Return, from the material below, each line in which the word "statements" is present.
----
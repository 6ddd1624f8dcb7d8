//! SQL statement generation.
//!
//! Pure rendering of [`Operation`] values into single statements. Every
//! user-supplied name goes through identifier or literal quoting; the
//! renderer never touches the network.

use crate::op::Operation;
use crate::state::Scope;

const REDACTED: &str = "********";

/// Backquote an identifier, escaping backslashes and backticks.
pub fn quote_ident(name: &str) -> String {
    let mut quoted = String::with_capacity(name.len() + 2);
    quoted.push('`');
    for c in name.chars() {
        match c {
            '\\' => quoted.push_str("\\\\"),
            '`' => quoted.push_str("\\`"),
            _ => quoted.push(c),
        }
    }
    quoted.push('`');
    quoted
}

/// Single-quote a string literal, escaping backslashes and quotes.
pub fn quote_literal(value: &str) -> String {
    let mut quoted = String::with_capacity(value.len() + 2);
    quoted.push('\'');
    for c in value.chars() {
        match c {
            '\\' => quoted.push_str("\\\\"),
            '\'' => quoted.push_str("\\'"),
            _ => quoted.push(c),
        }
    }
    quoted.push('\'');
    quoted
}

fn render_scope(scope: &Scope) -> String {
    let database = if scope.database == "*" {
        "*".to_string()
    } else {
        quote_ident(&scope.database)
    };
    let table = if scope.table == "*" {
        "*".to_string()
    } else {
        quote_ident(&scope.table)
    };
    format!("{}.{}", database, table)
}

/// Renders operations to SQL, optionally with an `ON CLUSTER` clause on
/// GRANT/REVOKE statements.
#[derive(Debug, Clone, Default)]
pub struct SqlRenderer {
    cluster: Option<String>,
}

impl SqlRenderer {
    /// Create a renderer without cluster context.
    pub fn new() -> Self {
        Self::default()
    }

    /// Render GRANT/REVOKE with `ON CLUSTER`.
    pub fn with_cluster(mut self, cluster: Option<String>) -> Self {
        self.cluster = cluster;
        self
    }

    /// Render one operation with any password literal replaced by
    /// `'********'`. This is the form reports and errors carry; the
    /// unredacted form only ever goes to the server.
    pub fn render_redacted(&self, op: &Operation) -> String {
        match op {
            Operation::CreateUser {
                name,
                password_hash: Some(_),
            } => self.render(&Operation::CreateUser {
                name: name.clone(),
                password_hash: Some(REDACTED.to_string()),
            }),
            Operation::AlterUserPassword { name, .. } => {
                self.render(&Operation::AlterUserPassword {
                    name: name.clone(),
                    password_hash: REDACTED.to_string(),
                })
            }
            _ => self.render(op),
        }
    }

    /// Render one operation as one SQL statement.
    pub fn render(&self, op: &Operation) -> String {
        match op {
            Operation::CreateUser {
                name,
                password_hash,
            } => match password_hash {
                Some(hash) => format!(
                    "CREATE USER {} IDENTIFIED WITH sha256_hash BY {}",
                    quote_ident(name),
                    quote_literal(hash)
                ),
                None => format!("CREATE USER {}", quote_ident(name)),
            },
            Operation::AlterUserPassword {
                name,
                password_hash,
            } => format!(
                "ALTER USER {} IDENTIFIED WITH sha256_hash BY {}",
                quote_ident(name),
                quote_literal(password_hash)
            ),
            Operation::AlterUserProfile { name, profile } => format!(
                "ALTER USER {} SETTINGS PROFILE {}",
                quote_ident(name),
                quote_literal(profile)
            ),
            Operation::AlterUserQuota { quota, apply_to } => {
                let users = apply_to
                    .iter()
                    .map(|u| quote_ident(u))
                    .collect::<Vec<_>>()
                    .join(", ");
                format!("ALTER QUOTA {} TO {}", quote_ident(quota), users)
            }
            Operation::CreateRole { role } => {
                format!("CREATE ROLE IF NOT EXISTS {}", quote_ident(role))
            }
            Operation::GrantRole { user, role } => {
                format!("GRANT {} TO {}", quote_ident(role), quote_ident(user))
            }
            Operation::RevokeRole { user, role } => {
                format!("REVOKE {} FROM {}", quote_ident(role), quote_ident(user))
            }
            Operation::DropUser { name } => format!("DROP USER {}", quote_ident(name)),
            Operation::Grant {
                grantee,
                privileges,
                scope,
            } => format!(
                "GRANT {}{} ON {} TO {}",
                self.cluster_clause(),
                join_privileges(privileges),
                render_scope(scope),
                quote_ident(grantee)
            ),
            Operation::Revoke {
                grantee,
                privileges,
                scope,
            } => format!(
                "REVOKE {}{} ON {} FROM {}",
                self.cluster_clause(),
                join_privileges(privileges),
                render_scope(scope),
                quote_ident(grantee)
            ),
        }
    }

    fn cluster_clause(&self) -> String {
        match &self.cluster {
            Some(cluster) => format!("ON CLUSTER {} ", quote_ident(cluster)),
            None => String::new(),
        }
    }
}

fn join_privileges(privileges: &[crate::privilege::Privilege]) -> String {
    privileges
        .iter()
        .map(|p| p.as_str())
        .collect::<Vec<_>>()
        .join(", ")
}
----
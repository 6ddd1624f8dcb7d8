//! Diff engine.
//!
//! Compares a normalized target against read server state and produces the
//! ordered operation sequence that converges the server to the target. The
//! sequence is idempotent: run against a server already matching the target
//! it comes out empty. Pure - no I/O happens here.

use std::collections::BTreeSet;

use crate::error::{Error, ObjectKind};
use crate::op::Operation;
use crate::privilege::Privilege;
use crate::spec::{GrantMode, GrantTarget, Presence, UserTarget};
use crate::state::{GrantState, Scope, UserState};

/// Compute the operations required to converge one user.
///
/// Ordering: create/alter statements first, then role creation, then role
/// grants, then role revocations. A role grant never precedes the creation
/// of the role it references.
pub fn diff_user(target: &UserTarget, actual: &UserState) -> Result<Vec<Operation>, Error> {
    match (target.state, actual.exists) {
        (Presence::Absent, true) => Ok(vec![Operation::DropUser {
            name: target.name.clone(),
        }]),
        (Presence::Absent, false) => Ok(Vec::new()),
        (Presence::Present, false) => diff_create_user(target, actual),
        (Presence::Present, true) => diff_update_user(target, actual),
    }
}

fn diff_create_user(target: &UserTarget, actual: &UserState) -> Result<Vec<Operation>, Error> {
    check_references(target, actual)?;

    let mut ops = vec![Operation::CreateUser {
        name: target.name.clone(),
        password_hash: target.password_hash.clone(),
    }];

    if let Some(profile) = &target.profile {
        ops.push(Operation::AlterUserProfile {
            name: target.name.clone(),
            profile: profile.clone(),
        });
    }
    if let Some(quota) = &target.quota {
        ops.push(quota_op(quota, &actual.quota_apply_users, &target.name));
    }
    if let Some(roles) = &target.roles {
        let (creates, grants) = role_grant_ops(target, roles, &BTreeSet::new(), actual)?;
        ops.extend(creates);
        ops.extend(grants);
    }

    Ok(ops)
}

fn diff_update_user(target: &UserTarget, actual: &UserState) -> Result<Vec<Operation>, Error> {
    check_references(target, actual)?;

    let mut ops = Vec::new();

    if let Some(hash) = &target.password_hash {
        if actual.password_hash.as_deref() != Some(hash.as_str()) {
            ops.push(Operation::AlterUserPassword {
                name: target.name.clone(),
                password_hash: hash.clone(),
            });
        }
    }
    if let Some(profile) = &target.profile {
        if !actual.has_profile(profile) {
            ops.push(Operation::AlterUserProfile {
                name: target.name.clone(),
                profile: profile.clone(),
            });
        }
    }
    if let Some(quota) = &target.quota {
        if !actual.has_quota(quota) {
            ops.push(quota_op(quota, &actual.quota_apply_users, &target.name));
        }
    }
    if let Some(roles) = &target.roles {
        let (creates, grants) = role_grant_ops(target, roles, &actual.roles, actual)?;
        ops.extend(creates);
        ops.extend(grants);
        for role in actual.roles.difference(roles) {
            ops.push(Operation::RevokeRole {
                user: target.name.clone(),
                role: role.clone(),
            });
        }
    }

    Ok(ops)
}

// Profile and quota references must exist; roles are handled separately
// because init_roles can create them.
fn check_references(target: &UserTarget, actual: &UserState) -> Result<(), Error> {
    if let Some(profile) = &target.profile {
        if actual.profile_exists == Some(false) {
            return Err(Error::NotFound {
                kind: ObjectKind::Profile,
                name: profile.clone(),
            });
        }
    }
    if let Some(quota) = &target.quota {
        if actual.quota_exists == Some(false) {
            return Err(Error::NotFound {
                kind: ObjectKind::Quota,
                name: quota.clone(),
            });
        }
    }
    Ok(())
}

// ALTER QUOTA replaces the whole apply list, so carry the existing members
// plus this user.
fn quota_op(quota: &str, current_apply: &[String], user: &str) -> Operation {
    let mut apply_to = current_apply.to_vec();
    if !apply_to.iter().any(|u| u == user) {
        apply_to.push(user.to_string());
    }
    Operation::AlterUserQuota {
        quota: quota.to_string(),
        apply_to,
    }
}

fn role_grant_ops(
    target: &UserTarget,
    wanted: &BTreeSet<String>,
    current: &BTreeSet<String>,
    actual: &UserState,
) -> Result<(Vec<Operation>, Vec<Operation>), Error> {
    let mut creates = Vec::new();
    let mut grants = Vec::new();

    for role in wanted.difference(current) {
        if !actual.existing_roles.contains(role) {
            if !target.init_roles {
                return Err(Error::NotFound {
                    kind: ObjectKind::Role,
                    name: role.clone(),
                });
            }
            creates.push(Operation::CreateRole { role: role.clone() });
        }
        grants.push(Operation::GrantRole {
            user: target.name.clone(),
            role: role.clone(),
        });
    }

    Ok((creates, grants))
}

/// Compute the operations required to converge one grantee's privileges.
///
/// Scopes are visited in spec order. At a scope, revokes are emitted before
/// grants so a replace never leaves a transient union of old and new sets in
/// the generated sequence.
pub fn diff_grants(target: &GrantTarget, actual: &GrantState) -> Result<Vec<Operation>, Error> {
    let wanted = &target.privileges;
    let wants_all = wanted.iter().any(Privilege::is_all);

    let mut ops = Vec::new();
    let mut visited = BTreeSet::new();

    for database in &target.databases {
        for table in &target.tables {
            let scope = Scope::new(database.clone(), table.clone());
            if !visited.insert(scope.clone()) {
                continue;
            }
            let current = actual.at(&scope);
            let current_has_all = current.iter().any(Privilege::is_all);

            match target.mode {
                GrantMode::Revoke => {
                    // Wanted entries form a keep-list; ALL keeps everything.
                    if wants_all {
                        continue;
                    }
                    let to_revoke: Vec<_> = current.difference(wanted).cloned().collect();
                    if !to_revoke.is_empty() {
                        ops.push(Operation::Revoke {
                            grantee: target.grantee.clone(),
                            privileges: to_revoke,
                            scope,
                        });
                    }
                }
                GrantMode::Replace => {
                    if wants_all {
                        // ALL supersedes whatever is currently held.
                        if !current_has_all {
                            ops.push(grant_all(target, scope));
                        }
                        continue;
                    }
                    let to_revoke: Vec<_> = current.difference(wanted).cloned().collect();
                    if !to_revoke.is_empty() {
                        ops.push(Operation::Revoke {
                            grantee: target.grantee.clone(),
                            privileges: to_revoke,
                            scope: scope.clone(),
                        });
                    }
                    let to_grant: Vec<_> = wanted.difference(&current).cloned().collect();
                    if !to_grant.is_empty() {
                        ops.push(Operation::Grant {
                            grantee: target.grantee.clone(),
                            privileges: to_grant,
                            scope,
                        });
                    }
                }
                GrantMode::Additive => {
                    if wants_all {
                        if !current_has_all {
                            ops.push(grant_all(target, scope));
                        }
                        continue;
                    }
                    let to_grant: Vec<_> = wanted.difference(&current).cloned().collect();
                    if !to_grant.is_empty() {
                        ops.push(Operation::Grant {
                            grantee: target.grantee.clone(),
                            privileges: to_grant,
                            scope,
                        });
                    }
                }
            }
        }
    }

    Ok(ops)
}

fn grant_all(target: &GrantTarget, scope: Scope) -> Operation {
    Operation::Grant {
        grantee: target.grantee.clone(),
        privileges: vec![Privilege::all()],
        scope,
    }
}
----
### Task response
//! Pure rendering of [`Operation`] values into single statements. Every
/// GRANT/REVOKE statements.
/// Ordering: create/alter statements first, then role creation, then role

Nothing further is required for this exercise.